They are often quite tall, and are nowhere near as wide as a standard fruit pie baked in a pie tin.
They are made from a hot water crust pastry. The pastry is formed around a wooden mould. The mould is then taken out, leaving a standing pastry crust mould ready to receive its filling, almost always meat.
The meat filling is put in, then the top put on and washed with an egg wash. The top is often decorative.
The pie is baked, then cooled.
A few holes are pierced in the top, and an aspic is poured in through the holes. Traditionally, the gelatin for the aspic is obtained from boiling bones.

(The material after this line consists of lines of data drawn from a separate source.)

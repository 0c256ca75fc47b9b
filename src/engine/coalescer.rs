//! Chunk Coalescer: batches high-frequency token chunks into fixed-interval
//! flushes.
//!
//! Streaming tokens can arrive faster than a consumer can usefully redraw;
//! buffering and flushing on a shared tick bounds update frequency
//! independent of token rate while preserving full ordering and content.
//! The concatenation of flushed pieces equals the concatenation of raw
//! chunks, modulo the one-time echo strip.

use std::collections::HashMap;
use std::sync::Mutex;

use crate::config::EchoSuppression;

/// Buffered, not-yet-materialized text for one conversation's active message.
#[derive(Debug)]
struct PendingChunk {
    message_id: String,
    text: String,
    /// Trimmed prompt for this turn; consulted once on the first flush.
    prompt: Option<String>,
    echo_checked: bool,
}

/// A flushed piece ready to be appended by the materializer.
#[derive(Debug, PartialEq)]
pub(crate) struct FlushedChunk {
    pub conversation_id: String,
    pub message_id: String,
    pub text: String,
}

/// Per-conversation chunk buffers, drained by the shared flush tick.
#[derive(Debug, Default)]
pub(crate) struct ChunkCoalescer {
    buffers: Mutex<HashMap<String, PendingChunk>>,
    echo_suppression: EchoSuppression,
}

impl ChunkCoalescer {
    pub fn new(echo_suppression: EchoSuppression) -> Self {
        Self {
            buffers: Mutex::new(HashMap::new()),
            echo_suppression,
        }
    }

    /// Bind a conversation's buffer to the message chunks should flush into.
    /// Any previous buffer for the conversation is discarded.
    pub fn bind(&self, conversation_id: &str, message_id: &str, prompt: Option<String>) {
        let mut buffers = self.buffers.lock().unwrap_or_else(|e| e.into_inner());
        buffers.insert(
            conversation_id.to_string(),
            PendingChunk {
                message_id: message_id.to_string(),
                text: String::new(),
                prompt: prompt.map(|p| p.trim().to_string()).filter(|p| !p.is_empty()),
                echo_checked: false,
            },
        );
    }

    /// Retarget a bound buffer after the placeholder id is reconciled with a
    /// durable id.
    pub fn rebind_message(&self, conversation_id: &str, message_id: &str) {
        let mut buffers = self.buffers.lock().unwrap_or_else(|e| e.into_inner());
        if let Some(pending) = buffers.get_mut(conversation_id) {
            pending.message_id = message_id.to_string();
        }
    }

    /// Append a raw chunk. Dropped if the conversation has no bound buffer.
    pub fn push(&self, conversation_id: &str, text: &str) {
        let mut buffers = self.buffers.lock().unwrap_or_else(|e| e.into_inner());
        if let Some(pending) = buffers.get_mut(conversation_id) {
            pending.text.push_str(text);
        }
    }

    /// Drain every non-empty buffer across all conversations, applying the
    /// echo-suppression check on a message's first flushed text.
    pub fn take_all(&self) -> Vec<FlushedChunk> {
        let mut buffers = self.buffers.lock().unwrap_or_else(|e| e.into_inner());
        let mut flushed = Vec::new();
        for (conversation_id, pending) in buffers.iter_mut() {
            if pending.text.is_empty() {
                continue;
            }
            let mut text = std::mem::take(&mut pending.text);
            if !pending.echo_checked {
                pending.echo_checked = true;
                if self.echo_suppression == EchoSuppression::StripLeadingPrompt {
                    if let Some(prompt) = pending.prompt.as_deref() {
                        if let Some(stripped) = text.strip_prefix(prompt) {
                            text = stripped.to_string();
                        }
                    }
                }
                if text.is_empty() {
                    continue;
                }
            }
            flushed.push(FlushedChunk {
                conversation_id: conversation_id.clone(),
                message_id: pending.message_id.clone(),
                text,
            });
        }
        flushed
    }

    /// Drain just one conversation's buffer, for in-order appends (approval
    /// banners, terminal markers) and the final flush at session end.
    pub fn take_conversation(&self, conversation_id: &str) -> Option<FlushedChunk> {
        let mut buffers = self.buffers.lock().unwrap_or_else(|e| e.into_inner());
        let pending = buffers.get_mut(conversation_id)?;
        if pending.text.is_empty() {
            return None;
        }
        let mut text = std::mem::take(&mut pending.text);
        if !pending.echo_checked {
            pending.echo_checked = true;
            if self.echo_suppression == EchoSuppression::StripLeadingPrompt {
                if let Some(prompt) = pending.prompt.as_deref() {
                    if let Some(stripped) = text.strip_prefix(prompt) {
                        text = stripped.to_string();
                    }
                }
            }
            if text.is_empty() {
                return None;
            }
        }
        Some(FlushedChunk {
            conversation_id: conversation_id.to_string(),
            message_id: pending.message_id.clone(),
            text,
        })
    }

    /// Drop a conversation's buffer entirely (session torn down).
    pub fn unbind(&self, conversation_id: &str) {
        let mut buffers = self.buffers.lock().unwrap_or_else(|e| e.into_inner());
        buffers.remove(conversation_id);
    }
}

They are sold in many butcher shops in England, sizes ranging from 4 to 10 oz (115g to 285g), and up to 4 pounds (1 3/4 kg.)
When you are carrying very fresh ones out of the butcher shops, you may need to keep them level in case the liquid aspic hasn’t completely set yet.

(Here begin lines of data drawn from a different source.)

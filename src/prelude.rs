//! Convenience re-exports for common use.

pub use crate::config::{EchoSuppression, EngineConfig};
pub use crate::engine::{EngineEvent, EngineEventSink, StreamEngine};
pub use crate::error::TetherError;
pub use crate::events::{DecisionBody, RunStreamEvent};
pub use crate::types::{
    ActiveRunInfo, ConversationMessage, DecisionKind, PendingInterrupt, RunId, RunStatus,
    Sender, ToolEvent, ToolEventStatus, TurnId,
};
//! Event Dispatcher: classifies inbound stream events and routes them into
//! the coalescer, materializer, and interrupt state.

use std::sync::Arc;

use uuid::Uuid;

use crate::events::RunStreamEvent;
use crate::types::{
    ActiveRunInfo, MessageMetadata, PendingInterrupt, RunStatus, ToolEvent, ToolEventStatus,
};

use super::interrupt::approval_banner;
use super::{EngineEvent, EngineInner};

/// Per-session progress the dispatcher accumulates for teardown.
#[derive(Debug, Default)]
pub(crate) struct SessionProgress {
    /// The server emitted its stream-completion hint.
    pub saw_done: bool,
}

/// Route one stream event. Runs to completion; all suspension points live at
/// the session loop's I/O boundary, not here.
pub(crate) fn dispatch_event(
    inner: &Arc<EngineInner>,
    info: &ActiveRunInfo,
    progress: &mut SessionProgress,
    event: RunStreamEvent,
) {
    let conversation_id = info.conversation_id.as_str();
    match event {
        RunStreamEvent::Keepalive => {
            tracing::trace!(run_id = %info.run_id, "keepalive");
        }
        RunStreamEvent::Policy {
            skill,
            requires_artifacts,
        } => {
            inner.materializer.update_by_run(conversation_id, info.run_id, |message| {
                let metadata = message.metadata.get_or_insert_with(MessageMetadata::default);
                if skill.is_some() {
                    metadata.skill = skill;
                }
                if requires_artifacts.is_some() {
                    metadata.requires_artifacts = requires_artifacts;
                }
            });
            inner.emit(EngineEvent::MessagesUpdated {
                conversation_id: conversation_id.to_string(),
            });
        }
        RunStreamEvent::Thought { text } => {
            inner.materializer.update_by_run(conversation_id, info.run_id, |message| {
                message
                    .thinking_text
                    .get_or_insert_with(String::new)
                    .push_str(&text);
            });
            inner.emit(EngineEvent::MessagesUpdated {
                conversation_id: conversation_id.to_string(),
            });
        }
        RunStreamEvent::ToolStart { id, name } => {
            clear_pending_interrupt(inner, info);
            let event_id = id.unwrap_or_else(|| Uuid::new_v4().to_string());
            inner.materializer.update_by_run(conversation_id, info.run_id, |message| {
                message.tool_events.push(ToolEvent::running(event_id, name));
            });
            inner.emit(EngineEvent::MessagesUpdated {
                conversation_id: conversation_id.to_string(),
            });
        }
        RunStreamEvent::ToolEnd {
            id,
            name,
            summary,
            output_files,
        } => {
            clear_pending_interrupt(inner, info);
            let summary = summary
                .map(|s| truncate_summary(&s, inner.config.tool_summary_max_chars));
            close_tool_event(
                inner,
                info,
                id.as_deref(),
                &name,
                ToolEventStatus::Completed,
                summary,
                output_files,
            );
        }
        RunStreamEvent::ToolError { id, name, message } => {
            clear_pending_interrupt(inner, info);
            let summary = Some(truncate_summary(&message, inner.config.tool_summary_max_chars));
            close_tool_event(
                inner,
                info,
                id.as_deref(),
                &name,
                ToolEventStatus::Error,
                summary,
                Vec::new(),
            );
        }
        RunStreamEvent::Interrupt {
            action_requests,
            review_configs,
        } => {
            let pending = PendingInterrupt {
                action_requests,
                review_configs,
            };
            // Flush buffered tokens first so the banner lands after them.
            inner.flush_conversation(conversation_id);
            let banner = approval_banner(&pending);
            inner.materializer.update_by_run(conversation_id, info.run_id, |message| {
                message.status = Some(RunStatus::AwaitingApproval);
                message
                    .metadata
                    .get_or_insert_with(MessageMetadata::default)
                    .pending_interrupt = Some(pending);
                message.text.push_str(&banner);
            });
            if let Some(mut registered) = inner.registry.get(info.run_id) {
                registered.status = RunStatus::AwaitingApproval;
                inner.registry.register(registered);
            }
            inner.emit(EngineEvent::ApprovalRequired {
                conversation_id: conversation_id.to_string(),
                run_id: info.run_id,
            });
            inner.emit(EngineEvent::MessagesUpdated {
                conversation_id: conversation_id.to_string(),
            });
        }
        RunStreamEvent::Token { text, role } => {
            if !RunStreamEvent::is_assistant_role(role.as_deref()) {
                return;
            }
            clear_pending_interrupt(inner, info);
            inner.coalescer.push(conversation_id, &text);
        }
        RunStreamEvent::ContractError {
            message,
            missing_fields,
        } => {
            inner.flush_conversation(conversation_id);
            let note = if missing_fields.is_empty() {
                format!("\n[Contract error] {message}")
            } else {
                format!(
                    "\n[Contract error] {message} (missing: {})",
                    missing_fields.join(", ")
                )
            };
            inner.materializer.update_by_run(conversation_id, info.run_id, |m| {
                m.text.push_str(&note);
            });
            inner.emit(EngineEvent::MessagesUpdated {
                conversation_id: conversation_id.to_string(),
            });
        }
        RunStreamEvent::Error { message } => {
            // Inline, non-fatal; termination is driven by stream closure.
            inner.flush_conversation(conversation_id);
            inner.materializer.update_by_run(conversation_id, info.run_id, |m| {
                m.text.push_str(&format!("\n[Error] {message}"));
            });
            inner.emit(EngineEvent::MessagesUpdated {
                conversation_id: conversation_id.to_string(),
            });
        }
        RunStreamEvent::Done => {
            progress.saw_done = true;
        }
    }
}

/// New tool or token activity means the gate reopened.
fn clear_pending_interrupt(inner: &Arc<EngineInner>, info: &ActiveRunInfo) {
    // Fast path: nothing pending. Keeps the token hot path free of
    // copy-on-write mutations.
    if !inner.materializer.is_gated(&info.conversation_id, info.run_id) {
        return;
    }
    inner.materializer.update_by_run(&info.conversation_id, info.run_id, |message| {
        if let Some(metadata) = message.metadata.as_mut() {
            metadata.pending_interrupt = None;
        }
        if message.status == Some(RunStatus::AwaitingApproval) {
            message.status = Some(RunStatus::Running);
        }
    });
    if let Some(mut registered) = inner.registry.get(info.run_id) {
        if registered.status == RunStatus::AwaitingApproval {
            registered.status = RunStatus::Running;
            inner.registry.register(registered);
        }
    }
}

/// Close the most recent running tool event of matching shape, or append a
/// closed one when no `tool_start` was seen (defensive against lost starts).
fn close_tool_event(
    inner: &Arc<EngineInner>,
    info: &ActiveRunInfo,
    id: Option<&str>,
    name: &str,
    status: ToolEventStatus,
    summary: Option<String>,
    output_files: Vec<String>,
) {
    inner.materializer.update_by_run(&info.conversation_id, info.run_id, |message| {
        let position = message.tool_events.iter().rposition(|event| {
            event.status == ToolEventStatus::Running
                && match id {
                    Some(id) => event.id == id,
                    None => event.name == name,
                }
        });
        match position {
            Some(index) => {
                let event = &mut message.tool_events[index];
                event.status = status;
                event.finished_at = Some(chrono::Utc::now());
                event.summary = summary;
                event.output_files = output_files;
            }
            None => {
                let mut event = ToolEvent::running(
                    id.map(str::to_string)
                        .unwrap_or_else(|| Uuid::new_v4().to_string()),
                    name,
                );
                event.status = status;
                event.finished_at = Some(chrono::Utc::now());
                event.summary = summary;
                event.output_files = output_files;
                message.tool_events.push(event);
            }
        }
    });
    inner.emit(EngineEvent::MessagesUpdated {
        conversation_id: info.conversation_id.clone(),
    });
}

/// Char-safe truncation for tool summaries.
pub(crate) fn truncate_summary(text: &str, max_chars: usize) -> String {
    if text.chars().count() <= max_chars {
        return text.to_string();
    }
    let mut truncated: String = text.chars().take(max_chars).collect();
    truncated.push('…');
    truncated
}
//! Typed events consumed from a run's live stream.
//!
//! The wire format is newline-delimited JSON with a `type` discriminant.
//! Unknown types are skipped so the client stays forward-compatible with
//! server additions.

use serde::{Deserialize, Serialize};

use crate::types::{ActionRequest, ReviewConfig};

/// One event on a run's live stream.
#[derive(Debug, Clone, Serialize, Deserialize, PartialEq)]
#[serde(tag = "type", rename_all = "snake_case")]
pub enum RunStreamEvent {
    /// Liveness marker; no content change.
    Keepalive,
    /// Run-policy metadata merged onto the message.
    Policy {
        #[serde(default, skip_serializing_if = "Option::is_none")]
        skill: Option<String>,
        #[serde(default, skip_serializing_if = "Option::is_none")]
        requires_artifacts: Option<bool>,
    },
    /// Model reasoning text, appended verbatim (low volume, no coalescing).
    Thought {
        #[serde(alias = "content")]
        text: String,
    },
    /// A tool began executing.
    ToolStart {
        #[serde(default, skip_serializing_if = "Option::is_none")]
        id: Option<String>,
        name: String,
    },
    /// A tool finished successfully.
    ToolEnd {
        #[serde(default, skip_serializing_if = "Option::is_none")]
        id: Option<String>,
        name: String,
        #[serde(default, skip_serializing_if = "Option::is_none")]
        summary: Option<String>,
        #[serde(default, skip_serializing_if = "Vec::is_empty")]
        output_files: Vec<String>,
    },
    /// A tool failed.
    ToolError {
        #[serde(default, skip_serializing_if = "Option::is_none")]
        id: Option<String>,
        name: String,
        message: String,
    },
    /// The run paused for human approval.
    Interrupt {
        #[serde(default)]
        action_requests: Vec<ActionRequest>,
        #[serde(default)]
        review_configs: Vec<ReviewConfig>,
    },
    /// A partial assistant text chunk.
    #[serde(alias = "chunk")]
    Token {
        #[serde(alias = "content")]
        text: String,
        #[serde(default, skip_serializing_if = "Option::is_none")]
        role: Option<String>,
    },
    /// The server detected a malformed tool/skill contract; non-fatal.
    ContractError {
        message: String,
        #[serde(default, skip_serializing_if = "Vec::is_empty")]
        missing_fields: Vec<String>,
    },
    /// A stream-level application error; non-fatal to the session.
    Error { message: String },
    /// Stream-completion hint emitted before the server closes the stream.
    /// The authoritative status fetch remains ground truth.
    Done,
}

impl RunStreamEvent {
    /// Whether this token/chunk belongs to the assistant. Events with no role
    /// count as assistant; anything else is dropped by the dispatcher.
    pub fn is_assistant_role(role: Option<&str>) -> bool {
        match role {
            None => true,
            Some(r) => r.eq_ignore_ascii_case("assistant"),
        }
    }

    /// Parse one JSONL line into an event, skipping blanks and unknown types.
    pub fn parse_line(line: &str) -> Option<Self> {
        let line = line.trim();
        if line.is_empty() {
            return None;
        }
        match serde_json::from_str::<Self>(line) {
            Ok(event) => Some(event),
            Err(err) => {
                tracing::debug!(%err, line, "skipping unrecognized stream event");
                None
            }
        }
    }
}

/// Extra context accompanying a decision submission.
#[derive(Debug, Clone, Default, Serialize, Deserialize, PartialEq)]
pub struct DecisionBody {
    /// Replacement arguments for the pending action; required (and required
    /// to be a JSON object) when the decision is `edit`.
    #[serde(default, skip_serializing_if = "Option::is_none")]
    pub edited_action: Option<serde_json::Value>,
    /// Optional free-form note forwarded to the agent.
    #[serde(default, skip_serializing_if = "Option::is_none")]
    pub message: Option<String>,
}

Large ones make a great centrepiece on a sideboard or table.
In America, the phrase is often interpreted to mean flat pies, baked in pie tins, usually fruit, that are sold from farmer’s stands at roadsides or in markets.
Stand Pies are a direct hanger-on of the old “coffer” or “coffin” pies, made before pie tins and moulds were invented, when a pie had to be capable of standing up on its own with no support.